# 🔹 Assumptions in Gradient Boosting

### 1. **Additive Model Assumption**

* The final predictor can be written as:

  $$
  F_M(x) = \sum_{m=1}^M \nu \cdot h_m(x)
  $$

  where $h_m(x)$ are weak learners (often decision trees).
* We assume that **incrementally adding weak models improves performance** → i.e., the target function is approximable by an additive expansion of weak learners.

---

### 2. **Weak Learner Assumption**

* Base learners (usually shallow trees) should be **slightly better than random guessing**.
* If weak learners are too strong (deep trees), GBM may overfit fast. If too weak (random predictions), boosting won’t converge.

---

### 3. **Gradient Approximation Assumption**

* Boosting fits new learners to the **negative gradient of the loss function**.
* Assumes that this approximation step is valid → i.e., weak learners can **reasonably approximate the gradient direction** in function space.

---

### 4. **Independent & Identically Distributed (i.i.d.) Data**

* Standard ML assumption: training samples are **independent** and come from the same distribution as test data.
* If data distribution shifts (non-stationary data), boosting may fail.

---

### 5. **Loss Function is Differentiable**

* Gradient Boosting assumes the **loss function is differentiable** wrt predictions, so we can compute gradients.

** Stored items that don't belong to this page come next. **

//! Role checks for callers of the administrative surface.

use std::fmt;

use serde::{Deserialize, Serialize};
use thiserror::Error;

use crate::types::UserId;

/// Resolved role of the calling user.
#[derive(Debug, Clone, Copy, PartialEq, Eq, Hash, Serialize, Deserialize)]
#[serde(rename_all = "snake_case")]
pub enum Role {
    /// Platform operator.
    SuperAdmin,
    /// Runs one or more competitions.
    CompetitionDirector,
    /// Runs a studio; no administrative capacity access.
    StudioDirector,
}

impl fmt::Display for Role {
    fn fmt(&self, f: &mut fmt::Formatter<'_>) -> fmt::Result {
        f.write_str(match self {
            Self::SuperAdmin => "super_admin",
            Self::CompetitionDirector => "competition_director",
            Self::StudioDirector => "studio_director",
        })
    }
}

/// Authenticated caller.
#[derive(Debug, Clone, PartialEq, Eq, Serialize, Deserialize)]
pub struct Actor {
    /// User id recorded as `created_by` on ledger entries.
    pub user_id: UserId,
    /// Resolved role.
    pub role: Role,
}

impl Actor {
    /// Builds an actor.
    pub fn new(user_id: impl Into<UserId>, role: Role) -> Self {
        Self {
            user_id: user_id.into(),
            role,
        }
    }
}

/// Gated capacity operations.
#[derive(Debug, Clone, Copy, PartialEq, Eq, Hash)]
pub enum Operation {
    /// Read the live counter.
    GetAvailable,
    /// Read the audit trail.
    GetLedger,
    /// Run drift detection.
    Reconcile,
    /// Apply a manual pool adjustment.
    Adjust,
}

impl fmt::Display for Operation {
    fn fmt(&self, f: &mut fmt::Formatter<'_>) -> fmt::Result {
        f.write_str(match self {
            Self::GetAvailable => "get_available",
            Self::GetLedger => "get_ledger",
            Self::Reconcile => "reconcile",
            Self::Adjust => "adjust",
        })
    }
}

/// Role check failure.
#[derive(Debug, Clone, PartialEq, Eq, Error)]
pub enum AccessError {
    /// The role may not perform the operation.
    #[error("{role} may not {operation}")]
    Forbidden {
        /// Attempted operation.
        operation: Operation,
        /// Caller role.
        role: Role,
    },
}

/// Roles allowed to perform `operation`.
pub fn allowed_roles(operation: Operation) -> &'static [Role] {
    match operation {
        Operation::GetLedger | Operation::Reconcile => &[Role::SuperAdmin],
        Operation::GetAvailable | Operation::Adjust => {
            &[Role::SuperAdmin, Role::CompetitionDirector]
        }
    }
}

/// Fails unless `actor` may perform `operation`.
pub fn authorize(actor: &Actor, operation: Operation) -> Result<(), AccessError> {
    if allowed_roles(operation).contains(&actor.role) {
        Ok(())
    } else {
        Err(AccessError::Forbidden {
            operation,
            role: actor.role,
        })
    }
}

  * For regression: MSE, MAE, Huber loss.
  * For classification: Logistic loss, exponential loss.
* (Though there are tricks for non-differentiable losses like ranking loss in ranking problems.)

---

### 6. **Bias–Variance Tradeoff Assumption**

* Boosting assumes sequential corrections (reducing bias) improve generalization without exploding variance.
* Hence learning rate, tree depth, and number of iterations must balance bias vs variance.

---

### 7. **Noisy Data Sensitivity Assumption**

* Gradient Boosting assumes **errors are learnable**.
* If there’s a lot of **label noise**, boosting will overfit (because it keeps focusing on mistakes, even when they’re due to noise).

---

# ✅ Summary

Gradient Boosting assumes:

1. The target function can be approximated by an additive model.
2. Weak learners are slightly better than random.
3. Gradients can be reasonably approximated by trees.
4. Data is i.i.d.
5. Loss is differentiable.
6. Bias–variance tradeoff can be tuned.
7. Errors are meaningful (not pure noise).